2nd: I read the article and looked at the charts. Their stock is down a trickle. But they are strong and adding vet working programs to their fold. On top of that they are beating Lowes by 4 points a share. They seem like a good investment.

I will forgo Toys Are US and invest heavily in Radio Shack

Pull Down blinds are bank. I will get a pic of Veer and imprint it on my blinds so I can wake up every morning feeling like I am still in Hell.

Dewey- Good Find !! Thanks

VA Gent- I concur with your analysis.

Veer: I sent 16 grand of my personal money down to Haiti 2 months ago. I still have some mola in the bank.
 
BRK/B Buffet does not fail often about 207-208 now it seems to dip to 200 pretty regular.

UTX 128-129 safe buy at 124 but even at market its a long termer strong balance sheet good mgmt.

Cost 180-184 long term this stock splits a lot. Its getting close to that number now I think.

The above info is based nothing but my own personal views and invest at your own risk.
 
Nothing right now. We're in a bubble that will correct. Sit on cash and wait for correction that will come before Nov. election. Wall St. will tank the market just in time to affect mid-terms, blame Trump. Happened in 92 and in 2008. They're going to do it again... If you are in deep, take profits and wait.

After that, get in a nice index fund for the ride up again.

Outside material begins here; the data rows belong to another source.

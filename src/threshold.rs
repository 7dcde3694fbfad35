//! Pass/fail thresholds evaluated once the run has drained.
//!
//! Threshold expressions have the form `<statistic> <comparator> <literal>`,
//! for example `p(99) <= 120` or `rate < 0.01`. They are parsed once, when the
//! configuration is loaded, into a [`ThresholdExpr`]; evaluation then only
//! walks the parsed form.
//!
//! Evaluation is fail-closed: an expression over a metric that recorded no
//! samples fails instead of passing vacuously.
use std::{fmt, str::FromStr};

use serde::Serialize;

use crate::{
    aggregate::{MetricKind, MetricSnapshot, MetricsSnapshot},
    error::ConfigError,
};

/// A value derived from a metric.
#[derive(Clone, Copy, Debug, PartialEq)]
pub enum Statistic {
    Avg,
    Min,
    Med,
    Max,
    /// `p(N)`, `N` in `[0, 100]`.
    Percentile(f64),
    /// Ratio for rates, per-second throughput for counters.
    Rate,
    Count,
}

impl Statistic {
    pub fn applies_to(&self, kind: MetricKind) -> bool {
        match self {
            Self::Avg | Self::Min | Self::Med | Self::Max | Self::Percentile(_) => {
                kind == MetricKind::Trend
            }
            Self::Rate => matches!(kind, MetricKind::Rate | MetricKind::Counter),
            Self::Count => kind == MetricKind::Counter,
        }
    }

    /// Derive the statistic from a metric.
    ///
    /// `None` when a rate or trend has no samples or the statistic does not
    /// apply. A counter always has a value, zero included.
    pub fn observe(&self, metric: &MetricSnapshot, elapsed_secs: f64) -> Option<f64> {
        match (self, metric) {
            (Self::Avg, MetricSnapshot::Trend(t)) => t.avg(),
            (Self::Min, MetricSnapshot::Trend(t)) => t.min(),
            (Self::Med, MetricSnapshot::Trend(t)) => t.med(),
            (Self::Max, MetricSnapshot::Trend(t)) => t.max(),
            (Self::Percentile(k), MetricSnapshot::Trend(t)) => t.percentile(*k),
            (Self::Rate, MetricSnapshot::Rate(r)) => r.value(),
            (Self::Rate, MetricSnapshot::Counter(n)) if elapsed_secs > 0.0 => {
                Some(*n as f64 / elapsed_secs)
            }
            (Self::Count, MetricSnapshot::Counter(n)) => Some(*n as f64),
            _ => None,
        }
    }
}

impl FromStr for Statistic {
    type Err = String;

    fn from_str(s: &str) -> Result<Self, Self::Err> {
        match s.trim() {
            "avg" => Ok(Self::Avg),
            "min" => Ok(Self::Min),
            "med" => Ok(Self::Med),
            "max" => Ok(Self::Max),
            "rate" => Ok(Self::Rate),
            "count" => Ok(Self::Count),
            other => {
                let inner = other
                    .strip_prefix("p(")
                    .and_then(|rest| rest.strip_suffix(')'))
                    .ok_or_else(|| format!("unknown statistic `{other}`"))?;
                let k: f64 = inner
                    .trim()
                    .parse()
                    .map_err(|_| format!("invalid percentile `{inner}`"))?;
                if !(0.0..=100.0).contains(&k) {
                    return Err(format!("percentile {k} is outside [0, 100]"));
                }
                Ok(Self::Percentile(k))
            }
        }
    }
}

Individual stocks... too much risk. But, hey, you seem to like to light money on fire ;-)

And what do I know... I invest in beltfeds and arable land.

Cheers,

Sirhr
 
Home Depot was a good investment below $45. When I stopped buying LOL. BTW, the only reason I own it as an individual stock is because it's local. I also own coca cola for the same reason.
 
Nothing right now. We're in a bubble that will correct. Sit on cash and wait for correction that will come before Nov. election. Wall St. will tank the market just in time to affect mid-terms, blame Trump. Happened in 92 and in 2008. They're going to do it again... If you are in deep, take profits and wait.

After that, get in a nice index fund for the ride up again.

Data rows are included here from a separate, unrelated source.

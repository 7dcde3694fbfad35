use std::{fmt, time::Duration};

/// A `Metric` is a single observation produced by one iteration of a scenario.
///
/// Metrics are the most granular level of data in barrage. Each dispatched
/// iteration produces exactly one of them, which is then handed to an
/// [`crate::Aggregate`] and, at the end of the run, summarized by a
/// [`crate::report::Summary`].
///
/// ## Accounting
/// The executor must be able to account for iterations whose action never
/// produced a value: arrivals dropped because every worker slot was busy,
/// workers aborted after the grace period, or workers that panicked. For those
/// it synthesizes a metric through [`Metric::failed`], so every dispatch is
/// recorded exactly once.
///
/// ## Example
/// ```rust
/// use barrage::{Metric, metric::FailureReason};
/// use std::time::Duration;
///
/// #[derive(Clone, PartialOrd, PartialEq)]
/// struct MyMetric {
///     latency: Option<Duration>,
///     success: bool,
/// }
///
/// impl Metric for MyMetric {
///     fn failed(_: FailureReason) -> Self {
///         Self { latency: None, success: false }
///     }
/// }
/// ```
pub trait Metric
where
    Self: PartialOrd + PartialEq + Send + Sync + Clone + 'static,
{
    /// Build the metric recorded for an iteration that did not run to completion.
    fn failed(reason: FailureReason) -> Self;
}

/// Why an iteration was recorded as unsuccessful.
#[derive(Clone, Copy, Debug, PartialEq, Eq, PartialOrd, Ord, Hash)]
pub enum FailureReason {
    /// The outbound call exceeded its timeout.
    Timeout,
    /// The outbound call failed before a response was received.
    Transport,
    /// The request payload could not be encoded.
    Encoding,
    /// A response arrived but its body was not valid JSON.
    MalformedResponse,
    /// A response arrived but at least one check failed.
    ChecksFailed,
    /// No worker slot was free when the arrival was due.
    CapacityExhausted,
    /// The run was aborted and the worker did not finish within the grace period.
    Cancelled,
    /// The worker task panicked.
    Panicked,
}

impl FailureReason {
    pub fn as_str(self) -> &'static str {
        match self {
            Self::Timeout => "timeout",
            Self::Transport => "transport",
            Self::Encoding => "encoding",
            Self::MalformedResponse => "malformed_response",
            Self::ChecksFailed => "checks_failed",
            Self::CapacityExhausted => "capacity_exhausted",
            Self::Cancelled => "cancelled",
            Self::Panicked => "panicked",
        }
    }
}

impl fmt::Display for FailureReason {
    fn fmt(&self, f: &mut fmt::Formatter<'_>) -> fmt::Result {
        f.write_str(self.as_str())
    }
}

/// Outcome of one named boolean check.
#[derive(Clone, Debug, PartialEq, PartialOrd)]
pub struct CheckResult {
    pub name: String,
    pub passed: bool,
}

impl CheckResult {
    pub fn new(name: impl Into<String>, passed: bool) -> Self {
        Self {
            name: name.into(),
            passed,
        }
    }
}

/// The sample emitted by a worker for one iteration.
#[derive(Clone, Debug, PartialEq, PartialOrd)]
pub struct MetricSample {
    /// Logical AND of every check, `false` on any failure.
    pub success: bool,
    /// Time spent on the outbound call. `None` when no call was issued.
    pub latency: Option<Duration>,
    /// Response status. `None` when no response was received.
    pub http_status: Option<u16>,
    pub failure: Option<FailureReason>,
    pub checks: Vec<CheckResult>,
}

impl MetricSample {
    /// Latency in fractional milliseconds.
    pub fn latency_millis(&self) -> Option<f64> {
        self.latency.map(|l| l.as_secs_f64() * 1_000.0)
    }
}

impl Metric for MetricSample {
    fn failed(reason: FailureReason) -> Self {
        Self {
            success: false,
            latency: None,
            http_status: None,
            failure: Some(reason),
            checks: Vec::new(),
        }
    }
}

/// Per-arrival context handed to the scenario action.
///
/// Created by the scheduler for every dispatched arrival and owned by the
/// worker running it. `index` identifies the iteration within the run; the
/// request id sent on the wire embeds the account, so the worker mints it
/// once it has picked one.
#[derive(Clone, Copy, Debug, PartialEq, Eq)]
pub struct IterationContext {
    /// Position of the arrival in the run, unique and dense from 0.
    pub index: u64,
    /// Offset from run start at which the arrival curve placed this iteration.
    pub scheduled_at: Duration,
    /// Offset from run start at which the scheduler actually dispatched it.
    pub dispatched_at: Duration,
}

impl IterationContext {
    /// How far behind the arrival curve the dispatch happened.
    pub fn dispatch_lag(&self) -> Duration {
        self.dispatched_at.saturating_sub(self.scheduled_at)
    }
}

Individual stocks... too much risk. But, hey, you seem to like to light money on fire ;-)

And what do I know... I invest in beltfeds and arable land.

Cheers,

Sirhr
Good advice. I also think that we are in a bubble . But I have thought that for 5 years and have been wrong so far. The stocks I mentioned weather downturns fairly well. But its a crap shoot, one bad news day can change everything.
 
Nothing right now. We're in a bubble that will correct. Sit on cash and wait for correction that will come before Nov. election. Wall St. will tank the market just in time to affect mid-terms, blame Trump. Happened in 92 and in 2008. They're going to do it again... If you are in deep, take profits and wait.

After that, get in a nice index fund for the ride up again.

Individual stocks... too much risk. But, hey, you seem to like to light money on fire ;-)

And what do I know... I invest in beltfeds and arable land.

Cheers,

Sirhr

Agreed. If you are presently in, place Stops on everything. Be willing to “give up 10%” and take 30 to 40 %. Dont ride it all the way to the bottom. Stops are critical. Market is severely overbought right now. The MM’s will crash it (and shake out the weak hands), usually happens in September, have seen it happen occasionally in May. I think Sirh is right, they will do it and it will probably coincide with the elections.
If you are out (and in cash), stay on the sidelines, wait for the crash, buy low, heavy, play the bounces and DCA your way up. If you are presently in, your stops will convert to cash, then, see directly above.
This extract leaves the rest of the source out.